*** Records ***
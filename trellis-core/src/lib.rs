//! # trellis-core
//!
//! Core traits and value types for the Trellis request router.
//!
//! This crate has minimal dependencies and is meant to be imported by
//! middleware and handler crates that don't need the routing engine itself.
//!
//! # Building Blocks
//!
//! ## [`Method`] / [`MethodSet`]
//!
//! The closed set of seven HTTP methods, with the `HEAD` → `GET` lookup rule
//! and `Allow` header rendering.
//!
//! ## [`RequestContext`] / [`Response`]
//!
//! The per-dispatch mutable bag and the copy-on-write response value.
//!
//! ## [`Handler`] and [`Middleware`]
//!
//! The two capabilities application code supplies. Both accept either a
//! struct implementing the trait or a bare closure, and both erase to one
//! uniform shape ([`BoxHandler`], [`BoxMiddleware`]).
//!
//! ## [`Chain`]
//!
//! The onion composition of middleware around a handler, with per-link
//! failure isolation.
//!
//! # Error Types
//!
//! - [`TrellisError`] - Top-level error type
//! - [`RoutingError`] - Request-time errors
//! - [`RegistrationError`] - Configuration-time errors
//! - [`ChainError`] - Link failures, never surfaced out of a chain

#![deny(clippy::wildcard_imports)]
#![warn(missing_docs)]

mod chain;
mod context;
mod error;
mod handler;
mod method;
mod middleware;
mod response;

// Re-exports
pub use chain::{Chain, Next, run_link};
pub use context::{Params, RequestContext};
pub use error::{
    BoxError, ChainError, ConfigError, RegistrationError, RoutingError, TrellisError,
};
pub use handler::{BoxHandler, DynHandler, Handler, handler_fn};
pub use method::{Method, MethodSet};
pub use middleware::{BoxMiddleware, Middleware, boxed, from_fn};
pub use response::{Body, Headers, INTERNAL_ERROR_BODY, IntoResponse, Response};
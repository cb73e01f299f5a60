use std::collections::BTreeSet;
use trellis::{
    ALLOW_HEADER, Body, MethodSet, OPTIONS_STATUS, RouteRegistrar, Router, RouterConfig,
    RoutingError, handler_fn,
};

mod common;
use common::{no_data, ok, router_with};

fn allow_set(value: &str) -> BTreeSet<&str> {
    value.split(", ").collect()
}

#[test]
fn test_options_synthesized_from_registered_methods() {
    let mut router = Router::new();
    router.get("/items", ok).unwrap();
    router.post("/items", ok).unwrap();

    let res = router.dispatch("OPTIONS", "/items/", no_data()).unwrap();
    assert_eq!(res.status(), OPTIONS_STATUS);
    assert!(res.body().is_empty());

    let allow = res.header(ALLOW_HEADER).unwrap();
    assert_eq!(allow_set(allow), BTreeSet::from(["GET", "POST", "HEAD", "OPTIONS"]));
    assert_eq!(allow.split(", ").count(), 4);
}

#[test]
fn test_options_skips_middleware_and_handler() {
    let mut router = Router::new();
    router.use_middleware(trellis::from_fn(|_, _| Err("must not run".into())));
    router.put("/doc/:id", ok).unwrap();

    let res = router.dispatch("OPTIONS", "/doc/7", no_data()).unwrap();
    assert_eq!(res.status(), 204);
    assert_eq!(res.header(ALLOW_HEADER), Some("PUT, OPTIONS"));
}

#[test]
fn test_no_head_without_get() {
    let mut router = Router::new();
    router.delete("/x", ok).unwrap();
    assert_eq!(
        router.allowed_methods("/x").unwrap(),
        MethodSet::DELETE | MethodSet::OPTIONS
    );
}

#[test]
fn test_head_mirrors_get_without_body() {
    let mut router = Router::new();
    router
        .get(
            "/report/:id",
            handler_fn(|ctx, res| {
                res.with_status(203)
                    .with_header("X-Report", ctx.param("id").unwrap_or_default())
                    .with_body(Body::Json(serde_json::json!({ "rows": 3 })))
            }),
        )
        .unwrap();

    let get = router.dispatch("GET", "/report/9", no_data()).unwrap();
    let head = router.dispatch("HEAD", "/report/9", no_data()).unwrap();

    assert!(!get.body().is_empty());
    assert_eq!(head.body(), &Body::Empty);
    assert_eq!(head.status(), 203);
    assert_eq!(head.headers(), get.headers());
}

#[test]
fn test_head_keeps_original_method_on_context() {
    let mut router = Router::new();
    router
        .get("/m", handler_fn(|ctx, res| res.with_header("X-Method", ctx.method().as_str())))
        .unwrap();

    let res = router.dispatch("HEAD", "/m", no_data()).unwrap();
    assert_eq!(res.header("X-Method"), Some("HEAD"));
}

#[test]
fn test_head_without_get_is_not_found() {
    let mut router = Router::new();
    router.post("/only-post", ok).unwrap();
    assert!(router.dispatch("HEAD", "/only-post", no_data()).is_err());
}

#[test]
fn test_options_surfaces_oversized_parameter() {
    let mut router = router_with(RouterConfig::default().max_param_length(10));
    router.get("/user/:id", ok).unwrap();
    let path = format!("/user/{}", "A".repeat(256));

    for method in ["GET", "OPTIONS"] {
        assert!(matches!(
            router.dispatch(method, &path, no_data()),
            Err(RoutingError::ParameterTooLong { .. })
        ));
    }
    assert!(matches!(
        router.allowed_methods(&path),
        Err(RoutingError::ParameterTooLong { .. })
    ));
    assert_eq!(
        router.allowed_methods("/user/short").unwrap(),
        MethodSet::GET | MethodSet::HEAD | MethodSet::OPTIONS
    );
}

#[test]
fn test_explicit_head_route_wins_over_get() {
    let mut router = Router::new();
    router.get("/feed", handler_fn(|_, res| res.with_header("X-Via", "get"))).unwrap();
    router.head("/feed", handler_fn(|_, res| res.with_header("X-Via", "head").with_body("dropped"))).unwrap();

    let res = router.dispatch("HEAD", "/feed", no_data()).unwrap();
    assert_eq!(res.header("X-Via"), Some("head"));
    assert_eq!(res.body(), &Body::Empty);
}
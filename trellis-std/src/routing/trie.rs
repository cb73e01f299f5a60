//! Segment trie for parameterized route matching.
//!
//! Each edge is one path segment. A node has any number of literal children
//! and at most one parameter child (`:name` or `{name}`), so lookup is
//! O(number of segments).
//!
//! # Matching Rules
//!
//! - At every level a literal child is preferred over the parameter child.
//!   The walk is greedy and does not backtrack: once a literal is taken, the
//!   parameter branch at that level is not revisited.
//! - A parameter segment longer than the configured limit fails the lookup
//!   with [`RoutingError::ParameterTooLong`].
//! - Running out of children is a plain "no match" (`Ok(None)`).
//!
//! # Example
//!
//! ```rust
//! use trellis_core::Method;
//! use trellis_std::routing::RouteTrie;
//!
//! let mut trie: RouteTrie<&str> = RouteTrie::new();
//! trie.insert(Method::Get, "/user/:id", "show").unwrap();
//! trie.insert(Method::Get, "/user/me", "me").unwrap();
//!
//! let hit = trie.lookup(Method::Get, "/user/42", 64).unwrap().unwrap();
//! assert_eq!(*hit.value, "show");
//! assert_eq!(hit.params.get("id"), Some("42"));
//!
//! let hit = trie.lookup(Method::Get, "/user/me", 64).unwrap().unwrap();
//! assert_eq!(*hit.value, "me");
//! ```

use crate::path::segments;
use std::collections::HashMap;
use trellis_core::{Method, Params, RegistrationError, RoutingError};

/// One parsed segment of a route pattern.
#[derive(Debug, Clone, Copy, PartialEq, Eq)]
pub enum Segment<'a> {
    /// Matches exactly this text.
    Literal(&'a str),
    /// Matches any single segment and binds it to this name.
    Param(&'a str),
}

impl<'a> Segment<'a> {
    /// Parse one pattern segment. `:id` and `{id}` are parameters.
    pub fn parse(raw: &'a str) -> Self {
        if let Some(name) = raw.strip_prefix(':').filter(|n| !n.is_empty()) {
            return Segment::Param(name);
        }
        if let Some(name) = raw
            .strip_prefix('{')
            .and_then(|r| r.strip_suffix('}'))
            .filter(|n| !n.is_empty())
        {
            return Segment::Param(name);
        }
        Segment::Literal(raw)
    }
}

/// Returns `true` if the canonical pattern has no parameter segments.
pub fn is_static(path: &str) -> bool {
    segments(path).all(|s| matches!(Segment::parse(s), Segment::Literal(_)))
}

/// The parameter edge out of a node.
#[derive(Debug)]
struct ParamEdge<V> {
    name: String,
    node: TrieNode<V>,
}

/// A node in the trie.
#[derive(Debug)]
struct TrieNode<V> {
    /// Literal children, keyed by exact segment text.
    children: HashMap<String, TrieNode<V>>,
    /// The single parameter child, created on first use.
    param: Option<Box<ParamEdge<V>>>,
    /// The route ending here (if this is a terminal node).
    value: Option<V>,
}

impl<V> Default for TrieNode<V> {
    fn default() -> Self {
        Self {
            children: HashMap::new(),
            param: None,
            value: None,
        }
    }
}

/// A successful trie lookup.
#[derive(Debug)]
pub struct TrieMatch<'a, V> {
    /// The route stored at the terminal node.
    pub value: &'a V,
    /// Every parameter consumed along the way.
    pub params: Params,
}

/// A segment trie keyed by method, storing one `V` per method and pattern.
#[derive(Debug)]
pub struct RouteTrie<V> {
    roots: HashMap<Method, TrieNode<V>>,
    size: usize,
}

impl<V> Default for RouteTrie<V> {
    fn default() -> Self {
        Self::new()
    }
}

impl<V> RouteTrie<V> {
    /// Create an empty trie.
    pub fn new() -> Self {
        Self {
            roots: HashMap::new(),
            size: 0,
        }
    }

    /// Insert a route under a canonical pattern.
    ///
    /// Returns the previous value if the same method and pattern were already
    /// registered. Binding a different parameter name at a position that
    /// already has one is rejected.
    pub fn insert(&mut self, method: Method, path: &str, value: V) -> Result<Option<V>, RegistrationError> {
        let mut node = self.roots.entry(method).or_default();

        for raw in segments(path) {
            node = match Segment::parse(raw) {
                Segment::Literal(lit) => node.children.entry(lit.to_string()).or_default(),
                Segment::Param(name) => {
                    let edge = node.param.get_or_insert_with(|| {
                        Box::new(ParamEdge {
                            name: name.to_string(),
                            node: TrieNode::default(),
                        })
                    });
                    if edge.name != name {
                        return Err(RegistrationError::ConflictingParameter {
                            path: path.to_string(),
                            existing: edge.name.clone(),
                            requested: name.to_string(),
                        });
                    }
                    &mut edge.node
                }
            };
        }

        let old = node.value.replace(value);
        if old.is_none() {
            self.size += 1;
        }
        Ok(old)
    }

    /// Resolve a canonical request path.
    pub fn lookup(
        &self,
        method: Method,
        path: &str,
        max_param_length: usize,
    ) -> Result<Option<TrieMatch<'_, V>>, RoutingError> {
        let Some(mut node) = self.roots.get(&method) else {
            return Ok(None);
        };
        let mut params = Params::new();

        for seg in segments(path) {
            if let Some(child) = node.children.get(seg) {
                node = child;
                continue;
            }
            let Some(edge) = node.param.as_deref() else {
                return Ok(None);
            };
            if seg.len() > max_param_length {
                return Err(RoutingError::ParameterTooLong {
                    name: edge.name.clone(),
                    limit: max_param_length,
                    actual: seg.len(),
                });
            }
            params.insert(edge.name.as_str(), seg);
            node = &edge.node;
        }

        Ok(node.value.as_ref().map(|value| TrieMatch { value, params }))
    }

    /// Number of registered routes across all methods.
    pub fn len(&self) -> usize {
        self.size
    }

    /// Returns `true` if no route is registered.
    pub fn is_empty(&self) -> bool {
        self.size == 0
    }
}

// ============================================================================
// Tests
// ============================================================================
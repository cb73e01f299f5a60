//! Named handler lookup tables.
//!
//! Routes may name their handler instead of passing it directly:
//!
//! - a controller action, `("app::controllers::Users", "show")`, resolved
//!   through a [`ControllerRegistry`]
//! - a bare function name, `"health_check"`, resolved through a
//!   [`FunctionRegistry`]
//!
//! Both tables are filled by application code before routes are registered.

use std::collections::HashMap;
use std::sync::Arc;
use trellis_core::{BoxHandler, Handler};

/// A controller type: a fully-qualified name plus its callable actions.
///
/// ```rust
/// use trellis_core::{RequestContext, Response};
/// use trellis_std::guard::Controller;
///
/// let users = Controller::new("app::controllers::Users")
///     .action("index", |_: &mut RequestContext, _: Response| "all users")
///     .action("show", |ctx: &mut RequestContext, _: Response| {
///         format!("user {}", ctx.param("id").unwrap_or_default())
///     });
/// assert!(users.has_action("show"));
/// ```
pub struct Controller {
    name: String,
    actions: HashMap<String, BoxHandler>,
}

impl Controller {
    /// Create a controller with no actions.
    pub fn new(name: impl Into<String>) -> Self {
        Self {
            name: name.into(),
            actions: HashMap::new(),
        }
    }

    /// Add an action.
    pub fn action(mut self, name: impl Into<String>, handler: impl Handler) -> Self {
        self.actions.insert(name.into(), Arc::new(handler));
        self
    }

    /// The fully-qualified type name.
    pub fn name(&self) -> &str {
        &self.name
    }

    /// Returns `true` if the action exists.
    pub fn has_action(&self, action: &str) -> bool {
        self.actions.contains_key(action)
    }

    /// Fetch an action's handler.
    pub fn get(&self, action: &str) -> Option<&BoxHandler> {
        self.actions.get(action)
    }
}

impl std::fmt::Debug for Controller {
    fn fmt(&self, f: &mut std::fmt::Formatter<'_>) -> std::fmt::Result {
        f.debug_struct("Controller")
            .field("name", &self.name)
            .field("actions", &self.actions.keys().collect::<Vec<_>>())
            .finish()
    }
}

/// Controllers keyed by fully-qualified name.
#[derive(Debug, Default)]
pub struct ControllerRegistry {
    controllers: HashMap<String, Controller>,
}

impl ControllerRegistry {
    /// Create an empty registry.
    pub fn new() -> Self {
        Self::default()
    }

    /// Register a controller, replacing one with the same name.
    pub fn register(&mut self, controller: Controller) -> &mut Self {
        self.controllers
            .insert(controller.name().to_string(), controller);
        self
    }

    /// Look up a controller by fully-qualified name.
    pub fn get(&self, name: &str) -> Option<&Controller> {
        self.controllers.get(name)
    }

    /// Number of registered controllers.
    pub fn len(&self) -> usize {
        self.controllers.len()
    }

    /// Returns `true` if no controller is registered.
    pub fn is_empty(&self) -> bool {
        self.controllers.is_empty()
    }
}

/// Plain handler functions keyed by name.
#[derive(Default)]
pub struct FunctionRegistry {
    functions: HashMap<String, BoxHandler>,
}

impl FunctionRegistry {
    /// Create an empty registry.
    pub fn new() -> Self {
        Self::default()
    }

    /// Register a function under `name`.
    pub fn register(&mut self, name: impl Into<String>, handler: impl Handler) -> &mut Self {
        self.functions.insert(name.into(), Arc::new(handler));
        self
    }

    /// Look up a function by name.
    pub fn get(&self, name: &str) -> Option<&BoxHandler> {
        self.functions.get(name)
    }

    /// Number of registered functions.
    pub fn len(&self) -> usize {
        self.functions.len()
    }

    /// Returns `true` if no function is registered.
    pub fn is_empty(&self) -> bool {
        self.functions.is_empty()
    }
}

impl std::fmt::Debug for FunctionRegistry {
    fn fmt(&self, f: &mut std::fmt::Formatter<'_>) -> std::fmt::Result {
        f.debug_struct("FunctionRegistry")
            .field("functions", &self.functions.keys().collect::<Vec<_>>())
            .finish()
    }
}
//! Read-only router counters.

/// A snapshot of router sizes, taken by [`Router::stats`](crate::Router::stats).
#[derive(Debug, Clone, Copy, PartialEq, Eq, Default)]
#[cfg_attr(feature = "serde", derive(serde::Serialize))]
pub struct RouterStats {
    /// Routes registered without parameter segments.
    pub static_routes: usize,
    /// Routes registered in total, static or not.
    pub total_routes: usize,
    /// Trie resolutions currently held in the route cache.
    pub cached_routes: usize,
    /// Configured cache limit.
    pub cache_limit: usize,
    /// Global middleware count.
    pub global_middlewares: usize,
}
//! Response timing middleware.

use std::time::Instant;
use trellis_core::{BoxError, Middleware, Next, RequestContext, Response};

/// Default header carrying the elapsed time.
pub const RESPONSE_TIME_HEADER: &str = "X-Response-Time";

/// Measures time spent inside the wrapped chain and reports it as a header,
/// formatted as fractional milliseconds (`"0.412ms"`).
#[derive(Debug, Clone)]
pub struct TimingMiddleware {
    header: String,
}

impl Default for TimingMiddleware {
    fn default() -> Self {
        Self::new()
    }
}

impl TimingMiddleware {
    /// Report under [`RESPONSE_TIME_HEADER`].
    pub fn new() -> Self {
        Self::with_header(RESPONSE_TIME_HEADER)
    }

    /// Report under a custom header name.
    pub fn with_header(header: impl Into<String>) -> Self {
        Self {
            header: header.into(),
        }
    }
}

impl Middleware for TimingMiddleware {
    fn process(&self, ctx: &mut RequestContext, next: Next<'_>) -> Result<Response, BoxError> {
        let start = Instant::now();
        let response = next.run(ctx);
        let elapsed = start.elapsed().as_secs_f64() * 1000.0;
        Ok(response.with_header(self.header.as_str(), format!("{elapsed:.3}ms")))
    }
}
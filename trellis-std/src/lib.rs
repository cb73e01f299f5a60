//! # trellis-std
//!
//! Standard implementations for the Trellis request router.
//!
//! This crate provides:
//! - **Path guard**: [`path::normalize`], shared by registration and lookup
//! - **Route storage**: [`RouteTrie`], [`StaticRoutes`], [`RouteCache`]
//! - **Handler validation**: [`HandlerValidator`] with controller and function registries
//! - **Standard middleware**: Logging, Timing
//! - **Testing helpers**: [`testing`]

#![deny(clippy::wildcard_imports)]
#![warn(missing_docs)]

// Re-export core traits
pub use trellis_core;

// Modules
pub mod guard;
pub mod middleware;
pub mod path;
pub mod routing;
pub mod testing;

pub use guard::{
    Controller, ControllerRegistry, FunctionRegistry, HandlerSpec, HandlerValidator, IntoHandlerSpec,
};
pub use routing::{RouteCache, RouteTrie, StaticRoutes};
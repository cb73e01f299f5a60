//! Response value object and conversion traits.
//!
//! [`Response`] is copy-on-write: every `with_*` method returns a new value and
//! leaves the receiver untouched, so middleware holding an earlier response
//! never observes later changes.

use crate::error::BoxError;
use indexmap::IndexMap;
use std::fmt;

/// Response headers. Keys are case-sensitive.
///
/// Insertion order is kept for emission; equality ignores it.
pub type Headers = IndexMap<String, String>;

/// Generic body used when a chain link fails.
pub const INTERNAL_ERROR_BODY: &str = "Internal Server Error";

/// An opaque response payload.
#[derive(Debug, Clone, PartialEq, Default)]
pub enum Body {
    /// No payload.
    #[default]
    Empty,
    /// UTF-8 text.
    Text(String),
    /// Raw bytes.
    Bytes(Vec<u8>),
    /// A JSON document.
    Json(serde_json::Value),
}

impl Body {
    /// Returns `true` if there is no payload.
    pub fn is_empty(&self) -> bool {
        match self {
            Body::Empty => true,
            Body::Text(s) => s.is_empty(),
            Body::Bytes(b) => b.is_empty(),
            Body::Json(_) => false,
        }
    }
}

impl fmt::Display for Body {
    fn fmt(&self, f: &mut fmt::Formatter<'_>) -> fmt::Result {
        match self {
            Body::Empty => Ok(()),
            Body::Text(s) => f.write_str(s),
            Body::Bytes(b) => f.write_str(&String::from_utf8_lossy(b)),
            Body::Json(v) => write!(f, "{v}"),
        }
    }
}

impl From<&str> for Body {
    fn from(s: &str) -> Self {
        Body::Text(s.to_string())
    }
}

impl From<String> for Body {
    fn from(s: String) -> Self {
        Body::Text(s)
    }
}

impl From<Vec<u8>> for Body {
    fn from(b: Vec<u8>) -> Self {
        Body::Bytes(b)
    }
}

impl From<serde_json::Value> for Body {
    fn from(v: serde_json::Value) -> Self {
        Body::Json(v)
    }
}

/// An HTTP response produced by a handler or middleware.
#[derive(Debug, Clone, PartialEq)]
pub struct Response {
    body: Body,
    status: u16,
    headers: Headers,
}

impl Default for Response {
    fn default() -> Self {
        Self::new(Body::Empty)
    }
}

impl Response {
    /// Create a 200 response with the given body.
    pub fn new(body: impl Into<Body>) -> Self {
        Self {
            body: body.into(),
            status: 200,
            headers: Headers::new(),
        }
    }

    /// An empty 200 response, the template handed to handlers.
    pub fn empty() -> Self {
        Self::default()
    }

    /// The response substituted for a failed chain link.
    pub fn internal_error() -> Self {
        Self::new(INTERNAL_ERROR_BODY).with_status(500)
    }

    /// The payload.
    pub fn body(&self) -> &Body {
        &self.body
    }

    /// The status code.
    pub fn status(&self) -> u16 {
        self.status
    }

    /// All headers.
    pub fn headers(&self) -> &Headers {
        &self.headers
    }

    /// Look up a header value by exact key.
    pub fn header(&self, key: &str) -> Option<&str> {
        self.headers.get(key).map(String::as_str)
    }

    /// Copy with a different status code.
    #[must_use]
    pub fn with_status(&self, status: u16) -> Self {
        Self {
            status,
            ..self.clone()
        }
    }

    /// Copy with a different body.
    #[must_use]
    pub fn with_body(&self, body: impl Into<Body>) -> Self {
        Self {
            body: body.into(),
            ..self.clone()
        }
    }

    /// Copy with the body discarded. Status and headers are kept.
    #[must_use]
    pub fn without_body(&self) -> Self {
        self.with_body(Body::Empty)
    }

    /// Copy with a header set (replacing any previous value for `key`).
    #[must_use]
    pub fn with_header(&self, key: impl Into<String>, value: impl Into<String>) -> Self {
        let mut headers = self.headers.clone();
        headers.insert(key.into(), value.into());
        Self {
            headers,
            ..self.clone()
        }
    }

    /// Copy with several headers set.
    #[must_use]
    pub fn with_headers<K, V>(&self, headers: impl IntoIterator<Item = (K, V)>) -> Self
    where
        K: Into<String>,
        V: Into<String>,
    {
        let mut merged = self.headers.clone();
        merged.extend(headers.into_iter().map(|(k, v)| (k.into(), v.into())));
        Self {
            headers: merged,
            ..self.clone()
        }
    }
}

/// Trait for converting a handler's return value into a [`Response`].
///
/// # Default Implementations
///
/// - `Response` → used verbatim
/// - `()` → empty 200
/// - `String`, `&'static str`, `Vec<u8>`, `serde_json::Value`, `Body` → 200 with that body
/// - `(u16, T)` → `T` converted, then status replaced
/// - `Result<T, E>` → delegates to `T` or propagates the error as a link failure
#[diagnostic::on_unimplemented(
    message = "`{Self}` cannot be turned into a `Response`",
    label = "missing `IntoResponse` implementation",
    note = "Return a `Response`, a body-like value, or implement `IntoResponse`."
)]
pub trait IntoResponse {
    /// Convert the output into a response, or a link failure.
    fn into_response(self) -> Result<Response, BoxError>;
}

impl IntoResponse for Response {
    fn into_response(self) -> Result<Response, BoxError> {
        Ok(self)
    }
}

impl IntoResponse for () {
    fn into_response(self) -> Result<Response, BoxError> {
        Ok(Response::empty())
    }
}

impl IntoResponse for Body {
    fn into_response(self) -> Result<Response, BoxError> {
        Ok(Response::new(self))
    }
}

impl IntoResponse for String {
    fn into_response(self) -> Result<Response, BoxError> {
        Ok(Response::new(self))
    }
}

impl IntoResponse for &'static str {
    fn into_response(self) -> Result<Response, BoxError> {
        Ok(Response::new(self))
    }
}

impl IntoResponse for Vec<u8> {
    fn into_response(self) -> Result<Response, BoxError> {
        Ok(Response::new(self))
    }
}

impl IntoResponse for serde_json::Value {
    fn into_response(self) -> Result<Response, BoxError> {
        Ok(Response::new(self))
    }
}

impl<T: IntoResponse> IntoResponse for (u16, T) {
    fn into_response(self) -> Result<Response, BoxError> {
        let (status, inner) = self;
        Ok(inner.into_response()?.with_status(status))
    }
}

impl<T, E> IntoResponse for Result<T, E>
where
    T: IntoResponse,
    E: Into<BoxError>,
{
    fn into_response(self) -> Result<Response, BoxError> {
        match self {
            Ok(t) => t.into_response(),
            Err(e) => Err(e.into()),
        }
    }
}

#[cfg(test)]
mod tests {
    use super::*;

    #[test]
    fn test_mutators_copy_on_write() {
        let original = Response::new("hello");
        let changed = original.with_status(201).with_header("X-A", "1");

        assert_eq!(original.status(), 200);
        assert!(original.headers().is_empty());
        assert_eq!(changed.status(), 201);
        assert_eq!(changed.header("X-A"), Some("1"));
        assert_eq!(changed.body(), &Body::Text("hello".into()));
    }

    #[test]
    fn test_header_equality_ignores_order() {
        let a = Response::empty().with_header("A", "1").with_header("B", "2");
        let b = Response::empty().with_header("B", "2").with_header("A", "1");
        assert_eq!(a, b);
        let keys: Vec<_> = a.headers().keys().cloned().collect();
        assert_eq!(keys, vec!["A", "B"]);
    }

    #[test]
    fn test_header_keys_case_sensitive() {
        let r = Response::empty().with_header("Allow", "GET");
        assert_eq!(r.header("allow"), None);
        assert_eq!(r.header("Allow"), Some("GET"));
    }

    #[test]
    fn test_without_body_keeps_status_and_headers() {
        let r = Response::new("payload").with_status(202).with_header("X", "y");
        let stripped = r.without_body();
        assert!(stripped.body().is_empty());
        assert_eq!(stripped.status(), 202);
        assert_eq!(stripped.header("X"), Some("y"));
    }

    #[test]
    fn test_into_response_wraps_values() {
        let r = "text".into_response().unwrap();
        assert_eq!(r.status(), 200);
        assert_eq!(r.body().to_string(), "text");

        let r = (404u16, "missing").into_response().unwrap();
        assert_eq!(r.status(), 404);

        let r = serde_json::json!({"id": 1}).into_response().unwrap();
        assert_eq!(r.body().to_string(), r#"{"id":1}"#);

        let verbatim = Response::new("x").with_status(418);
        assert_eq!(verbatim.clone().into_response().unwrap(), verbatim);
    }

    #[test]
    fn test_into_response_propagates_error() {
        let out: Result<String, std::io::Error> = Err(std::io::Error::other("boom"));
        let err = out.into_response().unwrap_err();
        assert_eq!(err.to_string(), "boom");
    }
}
*** End of Records ***
§ Exercise goal:
Please filter the listing down to lines that include the word "RouteTrie".

§ Written answer:
//! use trellis_std::routing::RouteTrie;
//! let mut trie: RouteTrie<&str> = RouteTrie::new();
pub struct RouteTrie<V> {
impl<V> Default for RouteTrie<V> {
impl<V> RouteTrie<V> {
//! - **Route storage**: [`RouteTrie`], [`StaticRoutes`], [`RouteCache`]
pub use routing::{RouteCache, RouteTrie, StaticRoutes};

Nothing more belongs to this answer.